Work order:
Work through the data below and copy out every line where "outstanding" is found.

Dataset excerpts:

=== Section Start ===

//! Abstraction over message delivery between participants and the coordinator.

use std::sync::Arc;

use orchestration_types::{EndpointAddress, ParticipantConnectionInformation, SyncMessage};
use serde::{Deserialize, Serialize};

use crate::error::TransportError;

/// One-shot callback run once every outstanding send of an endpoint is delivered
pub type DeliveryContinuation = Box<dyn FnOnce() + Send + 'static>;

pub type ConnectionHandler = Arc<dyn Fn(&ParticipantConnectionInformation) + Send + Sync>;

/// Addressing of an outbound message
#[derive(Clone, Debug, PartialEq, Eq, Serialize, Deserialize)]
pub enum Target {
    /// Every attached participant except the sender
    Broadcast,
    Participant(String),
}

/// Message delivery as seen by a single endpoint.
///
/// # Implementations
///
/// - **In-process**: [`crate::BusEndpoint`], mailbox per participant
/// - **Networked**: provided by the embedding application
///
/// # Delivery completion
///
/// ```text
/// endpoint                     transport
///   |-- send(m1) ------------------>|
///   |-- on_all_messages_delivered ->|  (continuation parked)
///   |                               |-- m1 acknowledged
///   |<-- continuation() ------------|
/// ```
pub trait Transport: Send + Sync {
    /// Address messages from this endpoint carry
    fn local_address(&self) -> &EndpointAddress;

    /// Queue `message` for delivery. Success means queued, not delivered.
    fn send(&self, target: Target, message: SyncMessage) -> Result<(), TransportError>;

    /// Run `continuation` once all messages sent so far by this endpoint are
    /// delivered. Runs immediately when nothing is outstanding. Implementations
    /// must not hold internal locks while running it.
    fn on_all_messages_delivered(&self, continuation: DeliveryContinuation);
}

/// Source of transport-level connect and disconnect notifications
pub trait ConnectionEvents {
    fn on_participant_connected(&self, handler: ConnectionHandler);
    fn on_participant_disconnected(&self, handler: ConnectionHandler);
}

=== Section End ===

Task response:
/// One-shot callback run once every outstanding send of an endpoint is delivered
    /// delivered. Runs immediately when nothing is outstanding. Implementations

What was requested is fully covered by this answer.